5 jun 2006

Alatriste (Agustín Díaz Yanes, 2006)


No seré yo quien tire la primera piedra en contra de Alatriste. Cuentan por Madrid, desde donde escribe esta incipiente pluma, que la película es fallida e insuficiente, que no explica el contexto sociocultural de la época, que la selección de pasajes literarios de la obra en que se basa saben a poco y que la encarnación que hace Viggo Mortensen del capitán canalla es desacertada.

No me erigiré en defensor de causas imposibles, porque la última adaptación de Pérez-Reverte se defiende sola. Aceptamos lúgubre, aceptamos lacónica, según qué personaje sea el protagonista de la escena, e incluso aceptamos que la elección de Blanca Portillo para el papel de Fray Emilio Bocanegra es tan autoindulgente como prepotente. Pero de ahí a decir que la película es un coladero y un bluff, va un buen trecho.

Me da igual que quien quiera coja el Scattergories y se lo lleve. Alatriste es cine serio y de calidad. Un mastodonte de 4.000 millones de las antiguas pesetas invertidas en decorados dignos y rigurosos, vestuario minucioso y una dirección de producción a la altura del buen Hollywood. O lo que es lo mismo, un vehículo dotado de una gran ranchera para recoger goyas en todas las categorías citadas, más uno por cada apartado interpretativo, incluyendo el principal para Mortensen, que, al margen de su lenguaje no verbal, merece otra condecoración por su mejora en el acento un tanto macarrónico y entredentado del comienzo que, poco a poco, muta, no se sabe si por el orden cronológico del rodaje o porque es imposible para el público no empatizar con su personaje árido, distante, antipático y maravilloso, que despega al igual que el resto de una película que, como el buen vino, gana con el paso del tiempo.

Hay dos tipos de espectadores potenciales que verán la cinta con criterios muy distintos, los lectores de las aventuras del capitán honorífico y los que se acercan sin prejuicios a que les cuenten en dos horas y media la España del siglo XVII, la de las colonias.
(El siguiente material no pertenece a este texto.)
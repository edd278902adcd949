//! Field access by [`MiniTableField`].
//!
//! These are the building blocks every other layer uses: the decoder and
//! encoder, reflection, JSON and the binding surface all read and write
//! message bodies through here.

use crate::StringView;
use crate::arena::Arena;
use crate::array::Array;
use crate::base::{Message, MessageValue};
use crate::map::Map;
use crate::mini_table::{FieldRep, MiniTable, MiniTableExtension, MiniTableField};

fn slot_is_zero(ptr: *const u8, rep: FieldRep) -> bool {
    unsafe {
        match rep {
            FieldRep::OneByte => ptr.read() == 0,
            FieldRep::FourByte => ptr.cast::<u32>().read_unaligned() == 0,
            FieldRep::EightByte => ptr.cast::<u64>().read_unaligned() == 0,
            FieldRep::StringView => ptr.cast::<StringView>().read_unaligned().is_empty(),
        }
    }
}

macro_rules! typed_accessors {
    ($($get:ident, $set:ident, $t:ty, $variant:ident;)*) => {
        $(
            pub fn $get(self, field: &MiniTableField, default: $t) -> $t {
                match self.get_field_or(field, MessageValue::$variant(default)) {
                    MessageValue::$variant(v) => v,
                    _ => default,
                }
            }

            pub fn $set(self, field: &MiniTableField, val: $t) {
                self.set_field(field, MessageValue::$variant(val));
            }
        )*
    };
}

impl Message {
    #[inline(always)]
    fn slot(self, field: &MiniTableField) -> *mut u8 {
        self.ptr_at::<u8>(field.offset())
    }

    /// Whether a field is set.
    ///
    /// Fields with explicit presence consult their hasbit or oneof case;
    /// repeated fields and maps are set when non-empty; other fields when
    /// their value differs from zero.
    pub fn has_field(self, field: &MiniTableField) -> bool {
        if let Some(bit) = field.hasbit() {
            return self.has_bit(bit);
        }
        if let Some(case) = field.oneof_case_offset() {
            return self.oneof_case(case) == field.number();
        }
        if field.is_array() {
            return unsafe { self.get_array(field) }.is_some_and(|a| !a.is_empty());
        }
        if field.is_map() {
            return unsafe { self.get_map(field) }.is_some_and(|m| !m.is_empty());
        }
        !slot_is_zero(self.slot(field), field.rep())
    }

    /// Resets a field to its zero state and drops its presence.
    pub fn clear_field(self, field: &MiniTableField) {
        if let Some(case) = field.oneof_case_offset() {
            if self.oneof_case(case) != field.number() {
                return;
            }
            self.set_oneof_case(case, 0);
        }
        if let Some(bit) = field.hasbit() {
            self.clear_has_bit(bit);
        }
        unsafe { core::ptr::write_bytes(self.slot(field), 0, field.rep().size()) };
    }

    /// Number of the oneof arm that is set, for the oneof containing `field`.
    pub fn which_oneof(self, field: &MiniTableField) -> Option<u32> {
        let case = field.oneof_case_offset()?;
        match self.oneof_case(case) {
            0 => None,
            n => Some(n),
        }
    }

    #[inline(always)]
    pub(crate) fn set_presence(self, field: &MiniTableField) {
        if let Some(bit) = field.hasbit() {
            self.set_has_bit(bit);
        } else if let Some(case) = field.oneof_case_offset() {
            self.set_oneof_case(case, field.number());
        }
    }

    /// Current value of a singular field. An unset oneof arm reads as zero,
    /// an unset message field as `None`.
    pub fn get_field(self, field: &MiniTableField) -> Option<MessageValue> {
        if !field.is_scalar() {
            return None;
        }
        if let Some(case) = field.oneof_case_offset() {
            if self.oneof_case(case) != field.number() {
                return MessageValue::default_for(field.ctype());
            }
        }
        unsafe { MessageValue::read(self.slot(field), field.ctype()) }
    }

    /// Like [`get_field`](Self::get_field), with `default` for fields that
    /// track presence and are not set.
    pub fn get_field_or(self, field: &MiniTableField, default: MessageValue) -> MessageValue {
        if field.has_presence() && !self.has_field(field) {
            return default;
        }
        self.get_field(field).unwrap_or(default)
    }

    /// Stores a singular value and marks the field present. Setting a oneof
    /// arm replaces whatever arm was set before.
    pub fn set_field(self, field: &MiniTableField, val: MessageValue) {
        debug_assert!(field.is_scalar());
        if let Some(case) = field.oneof_case_offset() {
            if self.oneof_case(case) != field.number() {
                unsafe { core::ptr::write_bytes(self.slot(field), 0, field.rep().size()) };
            }
        }
        unsafe { val.write(self.slot(field)) };
        self.set_presence(field);
    }

    typed_accessors! {
        get_bool, set_bool, bool, Bool;
        get_i32, set_i32, i32, Int32;
        get_u32, set_u32, u32, UInt32;
        get_i64, set_i64, i64, Int64;
        get_u64, set_u64, u64, UInt64;
        get_f32, set_f32, f32, Float;
        get_f64, set_f64, f64, Double;
        get_string, set_string, StringView, String;
    }

    pub fn get_message(self, field: &MiniTableField) -> Option<Message> {
        self.get_field(field)?.as_message()
    }

    pub fn set_message(self, field: &MiniTableField, sub: Message) {
        self.set_field(field, MessageValue::Message(sub));
    }

    /// Returns the sub-message in `field`, creating an empty one from `sub`
    /// if the field is unset.
    pub(crate) fn get_or_create_message_with(
        self,
        field: &MiniTableField,
        sub: &MiniTable,
        arena: &Arena<'_>,
    ) -> Option<Message> {
        if let Some(case) = field.oneof_case_offset() {
            if self.oneof_case(case) != field.number() {
                self.set::<*mut u8>(field.offset(), core::ptr::null_mut());
            }
        }
        let existing = Message::from_slot(self.get::<*mut u8>(field.offset()));
        let msg = match existing {
            Some(m) => m,
            None => {
                let m = Message::new(sub, arena)?;
                self.set::<*mut u8>(field.offset(), m.as_ptr());
                m
            }
        };
        self.set_presence(field);
        Some(msg)
    }

    /// Mutable access to a sub-message, creating it if needed. Fails if the
    /// field's sub-table has not been linked.
    pub fn get_or_create_message(self, table: &MiniTable, field: &MiniTableField, arena: &Arena<'_>) -> Option<Message> {
        let sub = table.sub_message(field)?;
        self.get_or_create_message_with(field, sub, arena)
    }

    /// The array stored in a repeated field, if one was created.
    ///
    /// # Safety
    /// `'r` must not outlive the arena holding this message, and no mutable
    /// reference to the same array may be live while the result is used.
    pub unsafe fn get_array<'r>(self, field: &MiniTableField) -> Option<&'r Array> {
        unsafe { self.get::<*const Array>(field.offset()).as_ref() }
    }

    /// Mutable access to the array stored in a repeated field.
    ///
    /// Every copy of a [`Message`] can reach the same array, so this is not
    /// callable from safe code:
    ///
    /// ```compile_fail
    /// # use miniproto::{Arena, Message};
    /// # use miniproto::test_utils::test_pool;
    /// # let pool = test_pool().unwrap();
    /// # let def = pool.find_message_by_name("miniproto.test.TestAllTypes").unwrap();
    /// # let field = def.find_field_by_name("rep_i32").unwrap().mini_table_field();
    /// let arena = Arena::default();
    /// let msg = Message::new(def.mini_table(), &arena).unwrap();
    /// // Handing out `&mut Array` from a copyable handle needs `unsafe`.
    /// let array = msg.get_mutable_array(field);
    /// ```
    ///
    /// [`DynamicMessage`](crate::DynamicMessage) is the safe route.
    ///
    /// # Safety
    /// As for [`Message::get_array`], and the result must be the only live
    /// reference to the array.
    pub unsafe fn get_mutable_array<'r>(self, field: &MiniTableField) -> Option<&'r mut Array> {
        unsafe { self.get::<*mut Array>(field.offset()).as_mut() }
    }

    /// # Safety
    /// As for [`Message::get_mutable_array`]; `arena` must be the message's
    /// arena or one fused with it.
    pub unsafe fn get_or_create_array<'r>(self, field: &MiniTableField, arena: &Arena<'_>) -> Option<&'r mut Array> {
        debug_assert!(field.is_array());
        if let Some(array) = unsafe { self.get_mutable_array(field) } {
            return Some(array);
        }
        let array: *mut Array = Array::with_lg2(arena, 0, field.elem_size_lg2())?;
        self.set::<*mut Array>(field.offset(), array);
        unsafe { array.as_mut() }
    }

    /// # Safety
    /// As for [`Message::get_array`].
    pub unsafe fn get_map<'r>(self, field: &MiniTableField) -> Option<&'r Map> {
        unsafe { self.get::<*const Map>(field.offset()).as_ref() }
    }

    /// # Safety
    /// As for [`Message::get_mutable_array`].
    pub unsafe fn get_mutable_map<'r>(self, field: &MiniTableField) -> Option<&'r mut Map> {
        unsafe { self.get::<*mut Map>(field.offset()).as_mut() }
    }

    /// The map in `field`, created with key and value types taken from the
    /// linked map-entry table.
    ///
    /// # Safety
    /// As for [`Message::get_or_create_array`].
    pub unsafe fn get_or_create_map<'r>(
        self,
        table: &MiniTable,
        field: &MiniTableField,
        arena: &Arena<'_>,
    ) -> Option<&'r mut Map> {
        if let Some(map) = unsafe { self.get_mutable_map(field) } {
            return Some(map);
        }
        let entry = table.sub_message(field)?;
        let map = Self::new_map_for_entry(entry, arena)?;
        self.set::<*mut Map>(field.offset(), map);
        unsafe { map.as_mut() }
    }

    pub(crate) fn new_map_for_entry(entry: &MiniTable, arena: &Arena<'_>) -> Option<*mut Map> {
        let [key, val] = entry.fields() else {
            return None;
        };
        let map: *mut Map = Map::new(arena, key.ctype(), val.ctype())?;
        Some(map)
    }

    pub fn has_extension(self, ext: &MiniTableExtension) -> bool {
        self.find_extension(ext).is_some()
    }

    /// Value of a singular extension; zero (or `None` for messages) when absent.
    pub fn get_extension(self, ext: &MiniTableExtension) -> Option<MessageValue> {
        let field = ext.field();
        match self.find_extension(ext) {
            Some(rec) if field.is_scalar() => unsafe { MessageValue::read(rec.data_ptr(), field.ctype()) },
            Some(_) => None,
            None => MessageValue::default_for(field.ctype()),
        }
    }

    pub fn set_extension(self, ext: &MiniTableExtension, val: MessageValue, arena: &Arena<'_>) -> bool {
        debug_assert!(ext.field().is_scalar());
        match self.get_or_create_extension(ext, arena) {
            Some(rec) => {
                unsafe { val.write(rec.data_ptr()) };
                true
            }
            None => false,
        }
    }

    pub fn get_or_create_extension_message(self, ext: &MiniTableExtension, arena: &Arena<'_>) -> Option<Message> {
        let sub = ext.sub_message()?;
        let rec = self.get_or_create_extension(ext, arena)?;
        let slot = rec.data_ptr().cast::<*mut u8>();
        if let Some(m) = Message::from_slot(unsafe { slot.read() }) {
            return Some(m);
        }
        let m = Message::new(sub, arena)?;
        unsafe { slot.write(m.as_ptr()) };
        Some(m)
    }

    /// # Safety
    /// As for [`Message::get_array`].
    pub unsafe fn get_extension_array<'r>(self, ext: &MiniTableExtension) -> Option<&'r Array> {
        let rec = self.find_extension(ext)?;
        unsafe { rec.data_ptr().cast::<*const Array>().read().as_ref() }
    }

    /// # Safety
    /// As for [`Message::get_or_create_array`].
    pub unsafe fn get_or_create_extension_array<'r>(
        self,
        ext: &MiniTableExtension,
        arena: &Arena<'_>,
    ) -> Option<&'r mut Array> {
        let rec = self.get_or_create_extension(ext, arena)?;
        let slot = rec.data_ptr().cast::<*mut Array>();
        if let Some(array) = unsafe { slot.read().as_mut() } {
            return Some(array);
        }
        let array: *mut Array = Array::with_lg2(arena, 0, ext.field().elem_size_lg2())?;
        unsafe {
            slot.write(array);
            array.as_mut()
        }
    }
}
Con respecto a los primeros, se abre otra dicotomía: la de los fanáticos freaks y fundamentalistas, primos cercanos de los seguidores de Harry Potter y de Frodo, a los que no les gusta ni un poquitito así que les cambien una coma de sus libros amarillos de Alfaguara (sufrirán), y la de quienes, con la narración en la cabeza, completarán las inevitables elipsis resultantes de hacer una salvaje discriminación de subtramas para conseguir el cinco en uno (gozarán). Los que no supieran hasta ahora de la existencia del caballero leonés, mercenario, galán, sinvergüenza, noble, monárquico y azote de herejes, conocerán las intrigas palaciegas de la España de Felipe IV y cómo se las apañaban los tercios españoles allende los Pirineos. Cuán hidalgos y patriotas seguían siendo las clases bajas, que preferían morir a delatar y el bienestar del rey al suyo propio, porque, si eres pobre, todo lo que te queda es el honor.

Se puede abrir, en este punto (si insistís), el caprichoso debate de si hay que ser riguroso con el espíritu de la obra en su traslación a la gran pantalla. Yo no venía a esto pero me habéis provocado, intrépidos lectores. Mi opinión de crítico avezado sobre este particular, tal y como le conté a la profesora que me interrogó en la entrevista previa a mi ingreso en la facultad, antes de interrumpirme abruptamente por falta de interés, es que si la película funciona (y esta funciona), olvidad que existe un libro. Sé que la mayoría podéis llevarlo bien, pero para los que no, no os deis mala sangre, el tema no merece ni una sola de vuestras lágrimas. Después de este párrafo autobiográfico, pero necesario para que nos conozcamos si nos vamos a seguir viendo todas las semanas, os remito a la conclusión, a mi entender rematada por una bonita metáfora.

Conclusión: El honor, pues, y el amor, son los dos biorritmos, a veces contrapuestos, que guían el acero de Diego Alatriste, un antihéroe de aura casi mística que gusta de jugar al ratón y al gato con su archienemigo Malatesta; que procura atajar, en la medida que le permite su bajo linaje, conspiraciones contra un rey que no le da de comer; que huye del romance cuando lo tiene y llora cuando lo pierde. Paradojas que visten de carne y hueso a un superhéroe contradictorio. El machote que nos explica la decadencia del imperio español como si de glóbulo rojo en Erase una vez el cuerpo humano, aleccionando sobre el flujo aurículo-ventricular, se tratase.